Thach asked for a private session with Vessey. “Thach reminded me how in the first trip I made to Hanoi I had clearly laid out that Vietnam had to get your troops out of Cambodia,” Vessey said. “Now, Thach said, the U.S. had raised the high bar. I had to say, ‘That's the way it is.'”
Then Thach looked Vessey in the eyes and said simply, “You've hung me out to dry.”
Thach had already set up committees to begin preparing for establishing normal relations with Washington and opening up embassies. He now had to tell his government that the entire operation was off.

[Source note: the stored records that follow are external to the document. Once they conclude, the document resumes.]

//! Heartbeat management for WebSocket connections.
//!
//! Sends a ping frame after a quiet interval and detects a missing pong.

use parking_lot::Mutex;
use std::time::Duration;
use tokio::time::Instant;
use tracing::debug;

#[derive(Debug)]
struct HeartbeatState {
    last_ping: Option<Instant>,
    last_message: Instant,
    waiting_for_pong: bool,
}

/// Heartbeat manager for WebSocket connection health.
#[derive(Debug)]
pub struct HeartbeatManager {
    interval: Duration,
    timeout: Duration,
    state: Mutex<HeartbeatState>,
}

impl HeartbeatManager {
    pub fn new(interval_ms: u64, timeout_ms: u64) -> Self {
        Self {
            interval: Duration::from_millis(interval_ms),
            timeout: Duration::from_millis(timeout_ms),
            state: Mutex::new(HeartbeatState {
                last_ping: None,
                last_message: Instant::now(),
                waiting_for_pong: false,
            }),
        }
    }

    /// Reset on (re)connect.
    pub fn reset(&self) {
        let mut state = self.state.lock();
        state.last_ping = None;
        state.last_message = Instant::now();
        state.waiting_for_pong = false;
    }

    pub fn record_ping(&self) {
        let mut state = self.state.lock();
        state.last_ping = Some(Instant::now());
        state.waiting_for_pong = true;
    }

    pub fn record_pong(&self) {
        let mut state = self.state.lock();
        state.waiting_for_pong = false;
        state.last_message = Instant::now();
        if let Some(ping) = state.last_ping {
            debug!(rtt_ms = ping.elapsed().as_millis() as u64, "Received pong");
        }
    }

    /// Any inbound frame counts as liveness.
    pub fn record_message(&self) {
        self.state.lock().last_message = Instant::now();
    }

    pub fn is_timed_out(&self) -> bool {
        let state = self.state.lock();
        match (state.waiting_for_pong, state.last_ping) {
            (true, Some(ping)) => ping.elapsed() > self.timeout,
            _ => false,
        }
    }

    /// Ping only after a quiet interval and never while a pong is owed.
    pub fn should_send_heartbeat(&self) -> bool {
        let state = self.state.lock();
        !state.waiting_for_pong && state.last_message.elapsed() >= self.interval
    }

    pub fn is_waiting_for_pong(&self) -> bool {
        self.state.lock().waiting_for_pong
    }

    /// Wait for the next heartbeat check.
    pub async fn wait_for_check(&self) {
        tokio::time::sleep(self.interval / 2).await;
    }
}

Vessey left, disappointed that he was still far from improving U.S.-Vietnamese relations, a goal he had especially fostered as a decorated veteran of that war. “It was a bad scene,” he said.
Mills Griffith, however, was pleased. Later she explained: “I have a vested interest in not losing the POW-MIA issue because of what the Vietnamese do in Cambodia.”
When Rogachev found out about the American decision he reported back to Moscow. “We had thought that improved U.S.-Vietnamese relations would be the shortest route to peace in Cambodia. But that wasn't to be. Later I said to the Americans that Vietnam had fulfilled all of their preconditions but the U.S. still won't change. Theirs was the most ideological of all positions in this confrontation.”
In Europe, where Cambodia was more a matter of public debate than in the United States, newspaper headlines were ominous: “Vietnam Leaves a Minefield . . . Turmoil Ahead”; “Trumpets for a Lone Cambodia”; “Vietnam Withdraws from Cambodia Without Winning Dialogue with China or the U.S.”; “Cambodia—the Birth of a New Lebanon.” The year before several Nobel Peace laureates, including Desmond Tutu of South Africa and Elie Wiesel, had called for the recognition of the Hun Sen government as a way to prevent the Khmer Rouge from returning.
The British government was the first to crack. On November 8 the government's minister of foreign affairs, Douglas Hurd, told the parliament that he believed that the Vietnamese had withdrawn and it was time for Great Britain to finally give humanitarian aid to Cambodia. The government was donating some $350,000 to UNICEF for Phnom Penh and was sending a diplomat to the Cambodian capital for the first official visit since 1975.
That same month the Thai Prime Minister Chatichai floated the idea of a new conference. His advisor Pansak traveled around the region and to Europe to promote a cease-fire at the least. “It is immoral to continue supporting Khmer Rouge war efforts,” he said at the time. “Our government nearly fell on questions about Cambodia with newspapers publicly fighting out the battle between the Prime Minister and the foreign ministry bureaucrats who said that they weren't concerned about Cambodia anymore and were willing to leave the status quo.”